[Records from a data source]

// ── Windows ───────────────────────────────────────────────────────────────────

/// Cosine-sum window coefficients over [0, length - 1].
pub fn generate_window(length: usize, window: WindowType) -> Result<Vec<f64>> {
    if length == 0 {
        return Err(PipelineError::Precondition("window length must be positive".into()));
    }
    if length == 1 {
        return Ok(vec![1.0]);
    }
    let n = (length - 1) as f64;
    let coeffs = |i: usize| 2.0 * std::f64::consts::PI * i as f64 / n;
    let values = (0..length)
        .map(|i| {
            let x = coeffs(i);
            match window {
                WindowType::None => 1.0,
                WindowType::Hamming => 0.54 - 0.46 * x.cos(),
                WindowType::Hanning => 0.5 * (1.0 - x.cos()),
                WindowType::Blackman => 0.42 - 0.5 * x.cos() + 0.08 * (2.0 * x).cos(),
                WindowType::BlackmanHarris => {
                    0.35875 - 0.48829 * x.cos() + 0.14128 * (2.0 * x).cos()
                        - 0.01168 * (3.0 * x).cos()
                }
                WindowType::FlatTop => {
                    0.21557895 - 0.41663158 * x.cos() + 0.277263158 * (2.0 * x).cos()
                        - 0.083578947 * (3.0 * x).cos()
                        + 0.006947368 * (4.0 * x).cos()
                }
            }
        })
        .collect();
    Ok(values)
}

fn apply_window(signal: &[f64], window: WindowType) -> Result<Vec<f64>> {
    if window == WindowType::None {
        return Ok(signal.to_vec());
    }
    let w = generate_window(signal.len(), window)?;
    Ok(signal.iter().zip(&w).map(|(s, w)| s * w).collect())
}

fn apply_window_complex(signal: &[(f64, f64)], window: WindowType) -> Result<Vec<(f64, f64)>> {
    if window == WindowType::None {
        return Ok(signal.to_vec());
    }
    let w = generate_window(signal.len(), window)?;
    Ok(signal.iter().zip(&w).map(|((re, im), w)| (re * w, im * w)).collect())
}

Work instruction =>
Would you copy out every line in the records that includes the string "Result"?

Solution for this task =>
pub fn generate_window(length: usize, window: WindowType) -> Result<Vec<f64>> {
fn apply_window(signal: &[f64], window: WindowType) -> Result<Vec<f64>> {
fn apply_window_complex(signal: &[(f64, f64)], window: WindowType) -> Result<Vec<(f64, f64)>> {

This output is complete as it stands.